++++ Record excerpts ++++
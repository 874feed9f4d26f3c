//! Doodle Jump
//!
//! Bounce up an endless column of platforms. Left/Right arrows steer,
//! falling to the floor just bounces you back up.

/// Version from Cargo.toml
pub const VERSION: &str = env!("CARGO_PKG_VERSION");

mod assets;
mod config;
mod game;
mod host;
mod input;

use macroquad::prelude::*;
use assets::Assets;
use config::{Tuning, SCREEN_HEIGHT, SCREEN_WIDTH, TUNING_FILE, WINDOW_TITLE};
use game::GameLoop;
use host::{Driver, MacroquadHost};

fn window_conf() -> Conf {
    Conf {
        window_title: WINDOW_TITLE.to_string(),
        window_width: SCREEN_WIDTH as i32,
        window_height: SCREEN_HEIGHT as i32,
        window_resizable: true,
        high_dpi: true,
        ..Default::default()
    }
}

/// Seed for platform placement; differs every launch
fn launch_seed() -> u64 {
    let millis = (macroquad::miniquad::date::now() * 1000.0) as u64;
    millis ^ ((macroquad::rand::rand() as u64) << 32)
}

#[macroquad::main(window_conf)]
async fn main() {
    // Initialize crash logging FIRST (before any other code)
    #[cfg(not(target_arch = "wasm32"))]
    crashlog::setup!(crashlog::cargo_metadata!().capitalized(), false);

    println!("=== Doodle Jump v{} ===", VERSION);

    let (exe_dir, cwd) = assets::search_roots();
    let tuning = match Tuning::locate(exe_dir.as_deref(), &cwd) {
        Ok((tuning, Some(path))) => {
            println!("Loaded {}", path.display());
            tuning
        }
        Ok((tuning, None)) => tuning,
        Err(e) => {
            eprintln!("Ignoring {}: {}", TUNING_FILE, e);
            Tuning::default()
        }
    };

    let assets = match Assets::load().await {
        Ok(assets) => assets,
        Err(e) => {
            eprintln!("Failed to load assets: {}", e);
            std::process::exit(1);
        }
    };

    let game = GameLoop::new(tuning, assets.sizes(), launch_seed());
    let mut driver = Driver::new(game);
    let mut host = MacroquadHost::new(&assets);

    host::run(&mut driver, &mut host).await;
}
++++
Look through the data above and report every line in which "host" appears.

Answer to this exercise |
mod host;
use host::{Driver, MacroquadHost};
    let mut host = MacroquadHost::new(&assets);
    host::run(&mut driver, &mut host).await;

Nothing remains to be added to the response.